• _Your goal_
Give an exact reproduction of all the lines in the listing.

◇ ◇ ◇

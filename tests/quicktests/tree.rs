use bstree::{Error, Tree};
use quickcheck::{Arbitrary, Gen, TestResult};
use quickcheck_macros::quickcheck;

use crate::Op;

/// Applies a set of operations to a tree and a plain vector. This way we can ensure that after a
/// random smattering of inserts, removals, and rebalances both hold the same multiset of values.
fn do_ops(ops: &[Op<i8>], tree: &mut Tree<i8>, reference: &mut Vec<i8>) {
    for op in ops {
        match op {
            Op::Insert(x) => {
                tree.insert(*x);
                reference.push(*x);
            }
            Op::Remove(x) => {
                let expected = match reference.iter().position(|y| y == x) {
                    Some(pos) => {
                        reference.swap_remove(pos);
                        true
                    }
                    None => false,
                };
                assert_eq!(tree.remove(x), expected);
            }
            Op::Balance => match tree.make_balanced() {
                Ok(()) => assert!(!reference.is_empty()),
                Err(e) => {
                    assert_eq!(e, Error::EmptyTree);
                    assert!(reference.is_empty());
                }
            },
        }
    }
}

#[quickcheck]
fn fuzz_multiple_operations_i8(ops: Vec<Op<i8>>) -> bool {
    let mut tree = Tree::new();
    let mut reference = Vec::new();

    do_ops(&ops, &mut tree, &mut reference);
    reference.sort();

    tree.count() == reference.len() && tree.iter().copied().eq(reference.iter().copied())
}

#[quickcheck]
fn in_order_is_sorted(xs: Vec<i32>) -> bool {
    let tree: Tree<_> = xs.iter().copied().collect();

    let values: Vec<_> = tree.iter().collect();
    values.windows(2).all(|pair| pair[0] <= pair[1]) && values.len() == xs.len()
}

#[quickcheck]
fn contains(xs: Vec<i8>) -> bool {
    let mut tree = Tree::new();
    tree.insert_range(xs.iter().copied());

    xs.iter().all(|x| tree.contains(x))
}

#[quickcheck]
fn contains_not(xs: Vec<i8>, nots: Vec<i8>) -> bool {
    let tree: Tree<_> = xs.iter().copied().collect();

    nots.iter()
        .filter(|x| !xs.contains(*x))
        .all(|x| !tree.contains(x))
}

#[quickcheck]
fn with_deletions(xs: Vec<i8>, deletes: Vec<i8>) -> bool {
    let mut tree: Tree<_> = xs.iter().copied().collect();
    for delete in &deletes {
        // We may have inserted the same value multiple times - delete each one.
        while tree.remove(delete) {}
    }

    let still_present: Vec<_> = xs.iter().filter(|x| !deletes.contains(*x)).collect();

    deletes.iter().all(|x| !tree.contains(x))
        && still_present.iter().all(|x| tree.contains(x))
        && tree.count() == still_present.len()
}

#[quickcheck]
fn make_balanced_keeps_values(xs: Vec<i16>) -> TestResult {
    if xs.is_empty() {
        return TestResult::discard();
    }
    let mut tree: Tree<_> = xs.iter().copied().collect();
    let before: Vec<_> = tree.iter().copied().collect();

    tree.make_balanced().unwrap();

    TestResult::from_bool(tree.iter().copied().eq(before) && tree.count() == xs.len())
}

#[quickcheck]
fn make_balanced_shortens_sorted_chains(len: u8) -> TestResult {
    if len < 3 {
        return TestResult::discard();
    }
    let len = usize::from(len);
    let mut tree: Tree<_> = (0..len).collect();

    tree.make_balanced().unwrap();

    TestResult::from_bool(tree.height() < len && tree.iter().copied().eq(0..len))
}

/// Random values in, two drawings out: the only things a presenting caller needs.
#[test]
fn draw_random_tree_before_and_after_balancing() {
    let mut g = Gen::new(100);
    let values: Vec<u8> = (0..30).map(|_| u8::arbitrary(&mut g) % 100).collect();

    let mut tree = Tree::new();
    tree.insert_range(values.iter().copied());
    let before = tree.visualize();

    tree.make_balanced().unwrap();
    let after = tree.visualize();

    assert_eq!(before.lines().count(), 30);
    assert_eq!(after.lines().count(), 30);
    assert_eq!(tree.count(), 30);

    let mut sorted = values;
    sorted.sort();
    assert!(tree.iter().copied().eq(sorted));
}
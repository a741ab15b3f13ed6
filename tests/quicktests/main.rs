use quickcheck::{Arbitrary, Gen};

mod tree;

/// An enum for the various kinds of "things" to do to
/// binary search trees in a quicktest. The crate keeps its own copy for
/// unit tests, but that one is private so integration tests need this one.
#[derive(Copy, Clone, Debug)]
pub enum Op<T> {
    /// Insert the value into the tree
    Insert(T),
    /// Remove one occurrence of the value from the tree
    Remove(T),
    /// Rebalance the tree
    Balance,
}

impl<T> Arbitrary for Op<T>
where
    T: Arbitrary,
{
    fn arbitrary(g: &mut Gen) -> Self {
        match g.choose(&[0, 0, 1, 2]).unwrap() {
            0 => Op::Insert(T::arbitrary(g)),
            1 => Op::Remove(T::arbitrary(g)),
            2 => Op::Balance,
            _ => unreachable!(),
        }
    }
}
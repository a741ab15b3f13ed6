pub(crate) mod quick;

use std::sync::Once;

use tracing_subscriber::{fmt, prelude::*, EnvFilter};

static TEST_LOGGING: Once = Once::new();

/// Installs a global `tracing` subscriber writing to stderr, filtered by `RUST_LOG` (default
/// `debug`). Safe to call from every test.
pub(crate) fn init_test_logging() {
    TEST_LOGGING.call_once(|| {
        let env_filter =
            EnvFilter::try_from_default_env().unwrap_or_else(|_| EnvFilter::new("debug"));
        let subscriber = tracing_subscriber::registry().with(
            fmt::layer()
                .with_test_writer()
                .with_target(true)
                .with_filter(env_filter),
        );

        if tracing::dispatcher::has_been_set() {
            return;
        }
        subscriber.try_init().unwrap_or_else(|e| {
            eprintln!("Error: Failed to set up logging: {}", e);
        });
    });
}
//! # lmi-registry
//!
//! A provider registry for bridge-routed model backends.
//!
//! The registry turns a static [`ProviderCatalog`] (short provider keys with
//! raw metadata: display name, base URL, credential env var) into canonical
//! [`ProviderConfig`] records under the `lmi_` namespace, ready to be merged
//! into a host's configuration file and later resolved back when the host
//! routes a request through the bridge.
//!
//! This crate lets you:
//!
//! - **Derive canonical provider configs** from a catalog, with
//!   credential-acquisition hints filled in from a built-in table.
//! - **Emit a configuration document** with one `[model_providers.lmi_<key>]`
//!   block per provider, and merge it into an existing document without
//!   duplicating blocks.
//! - **Resolve namespaced identifiers** (`lmi_openai` → the `openai` catalog
//!   entry) so a host can tell bridge-routed providers from native ones.
//!
//! # Quick start
//!
//! ```
//! use lmi_registry::{ProviderCatalog, Registry};
//!
//! let registry = Registry::derive(&ProviderCatalog::builtin());
//!
//! let openai = registry.get("lmi_openai").unwrap();
//! assert_eq!(openai.wire_protocol, "lmi_bridge");
//!
//! let document = lmi_registry::emit::render(&registry);
//! assert!(document.contains("[model_providers.lmi_openai]"));
//! ```

pub mod catalog;
pub mod config;
pub mod emit;
pub mod error;
pub mod hints;
pub mod registry;

pub use catalog::{CatalogEntry, ProviderCatalog};
pub use config::{NAMESPACE_PREFIX, ProviderConfig, WIRE_PROTOCOL};
pub use emit::{MergeOutcome, merge, render};
pub use error::Error;
pub use hints::lookup_hint;
pub use registry::{Registry, is_namespaced};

◇ ◇ ◇

• _Exercise solution_
filename tests/quicktests/tree.rs
use bstree::{Error, Tree};
use quickcheck::{Arbitrary, Gen, TestResult};
use quickcheck_macros::quickcheck;

use crate::Op;

/// Applies a set of operations to a tree and a plain vector. This way we can ensure that after a
/// random smattering of inserts, removals, and rebalances both hold the same multiset of values.
fn do_ops(ops: &[Op<i8>], tree: &mut Tree<i8>, reference: &mut Vec<i8>) {
    for op in ops {
        match op {
            Op::Insert(x) => {
                tree.insert(*x);
                reference.push(*x);
            }
            Op::Remove(x) => {
                let expected = match reference.iter().position(|y| y == x) {
                    Some(pos) => {
                        reference.swap_remove(pos);
                        true
                    }
                    None => false,
                };
                assert_eq!(tree.remove(x), expected);
            }
            Op::Balance => match tree.make_balanced() {
                Ok(()) => assert!(!reference.is_empty()),
                Err(e) => {
                    assert_eq!(e, Error::EmptyTree);
                    assert!(reference.is_empty());
                }
            },
        }
    }
}

#[quickcheck]
fn fuzz_multiple_operations_i8(ops: Vec<Op<i8>>) -> bool {
    let mut tree = Tree::new();
    let mut reference = Vec::new();

    do_ops(&ops, &mut tree, &mut reference);
    reference.sort();

    tree.count() == reference.len() && tree.iter().copied().eq(reference.iter().copied())
}

#[quickcheck]
fn in_order_is_sorted(xs: Vec<i32>) -> bool {
    let tree: Tree<_> = xs.iter().copied().collect();

    let values: Vec<_> = tree.iter().collect();
    values.windows(2).all(|pair| pair[0] <= pair[1]) && values.len() == xs.len()
}

#[quickcheck]
fn contains(xs: Vec<i8>) -> bool {
    let mut tree = Tree::new();
    tree.insert_range(xs.iter().copied());

    xs.iter().all(|x| tree.contains(x))
}

#[quickcheck]
fn contains_not(xs: Vec<i8>, nots: Vec<i8>) -> bool {
    let tree: Tree<_> = xs.iter().copied().collect();

    nots.iter()
        .filter(|x| !xs.contains(*x))
        .all(|x| !tree.contains(x))
}

#[quickcheck]
fn with_deletions(xs: Vec<i8>, deletes: Vec<i8>) -> bool {
    let mut tree: Tree<_> = xs.iter().copied().collect();
    for delete in &deletes {
        // We may have inserted the same value multiple times - delete each one.
        while tree.remove(delete) {}
    }

    let still_present: Vec<_> = xs.iter().filter(|x| !deletes.contains(*x)).collect();

    deletes.iter().all(|x| !tree.contains(x))
        && still_present.iter().all(|x| tree.contains(x))
        && tree.count() == still_present.len()
}

#[quickcheck]
fn make_balanced_keeps_values(xs: Vec<i16>) -> TestResult {
    if xs.is_empty() {
        return TestResult::discard();
    }
    let mut tree: Tree<_> = xs.iter().copied().collect();
    let before: Vec<_> = tree.iter().copied().collect();

    tree.make_balanced().unwrap();

    TestResult::from_bool(tree.iter().copied().eq(before) && tree.count() == xs.len())
}

#[quickcheck]
fn make_balanced_shortens_sorted_chains(len: u8) -> TestResult {
    if len < 3 {
        return TestResult::discard();
    }
    let len = usize::from(len);
    let mut tree: Tree<_> = (0..len).collect();

    tree.make_balanced().unwrap();

    TestResult::from_bool(tree.height() < len && tree.iter().copied().eq(0..len))
}

/// Random values in, two drawings out: the only things a presenting caller needs.
#[test]
fn draw_random_tree_before_and_after_balancing() {
    let mut g = Gen::new(100);
    let values: Vec<u8> = (0..30).map(|_| u8::arbitrary(&mut g) % 100).collect();

    let mut tree = Tree::new();
    tree.insert_range(values.iter().copied());
    let before = tree.visualize();

    tree.make_balanced().unwrap();
    let after = tree.visualize();

    assert_eq!(before.lines().count(), 30);
    assert_eq!(after.lines().count(), 30);
    assert_eq!(tree.count(), 30);

    let mut sorted = values;
    sorted.sort();
    assert!(tree.iter().copied().eq(sorted));
}
repository a741ab15b3f13ed6
filename tests/quicktests/main.rs
use quickcheck::{Arbitrary, Gen};

mod tree;

/// An enum for the various kinds of "things" to do to
/// binary search trees in a quicktest. The crate keeps its own copy for
/// unit tests, but that one is private so integration tests need this one.
#[derive(Copy, Clone, Debug)]
pub enum Op<T> {
    /// Insert the value into the tree
    Insert(T),
    /// Remove one occurrence of the value from the tree
    Remove(T),
    /// Rebalance the tree
    Balance,
}

impl<T> Arbitrary for Op<T>
where
    T: Arbitrary,
{
    fn arbitrary(g: &mut Gen) -> Self {
        match g.choose(&[0, 0, 1, 2]).unwrap() {
            0 => Op::Insert(T::arbitrary(g)),
            1 => Op::Remove(T::arbitrary(g)),
            2 => Op::Balance,
            _ => unreachable!(),
        }
    }
}
repository a741ab15b3f13ed6
pub(crate) mod quick;

use std::sync::Once;

use tracing_subscriber::{fmt, prelude::*, EnvFilter};

static TEST_LOGGING: Once = Once::new();

/// Installs a global `tracing` subscriber writing to stderr, filtered by `RUST_LOG` (default
/// `debug`). Safe to call from every test.
pub(crate) fn init_test_logging() {
    TEST_LOGGING.call_once(|| {
        let env_filter =
            EnvFilter::try_from_default_env().unwrap_or_else(|_| EnvFilter::new("debug"));
        let subscriber = tracing_subscriber::registry().with(
            fmt::layer()
                .with_test_writer()
                .with_target(true)
                .with_filter(env_filter),
        );

        if tracing::dispatcher::has_been_set() {
            return;
        }
        subscriber.try_init().unwrap_or_else(|e| {
            eprintln!("Error: Failed to set up logging: {}", e);
        });
    });
}
//! # lmi-registry
//!
//! A provider registry for bridge-routed model backends.
//!
//! The registry turns a static [`ProviderCatalog`] (short provider keys with
//! raw metadata: display name, base URL, credential env var) into canonical
//! [`ProviderConfig`] records under the `lmi_` namespace, ready to be merged
//! into a host's configuration file and later resolved back when the host
//! routes a request through the bridge.
//!
//! This crate lets you:
//!
//! - **Derive canonical provider configs** from a catalog, with
//!   credential-acquisition hints filled in from a built-in table.
//! - **Emit a configuration document** with one `[model_providers.lmi_<key>]`
//!   block per provider, and merge it into an existing document without
//!   duplicating blocks.
//! - **Resolve namespaced identifiers** (`lmi_openai` → the `openai` catalog
//!   entry) so a host can tell bridge-routed providers from native ones.
//!
//! # Quick start
//!
//! ```
//! use lmi_registry::{ProviderCatalog, Registry};
//!
//! let registry = Registry::derive(&ProviderCatalog::builtin());
//!
//! let openai = registry.get("lmi_openai").unwrap();
//! assert_eq!(openai.wire_protocol, "lmi_bridge");
//!
//! let document = lmi_registry::emit::render(&registry);
//! assert!(document.contains("[model_providers.lmi_openai]"));
//! ```

pub mod catalog;
pub mod config;
pub mod emit;
pub mod error;
pub mod hints;
pub mod registry;

pub use catalog::{CatalogEntry, ProviderCatalog};
pub use config::{NAMESPACE_PREFIX, ProviderConfig, WIRE_PROTOCOL};
pub use emit::{MergeOutcome, merge, render};
pub use error::Error;
pub use hints::lookup_hint;
pub use registry::{Registry, is_namespaced};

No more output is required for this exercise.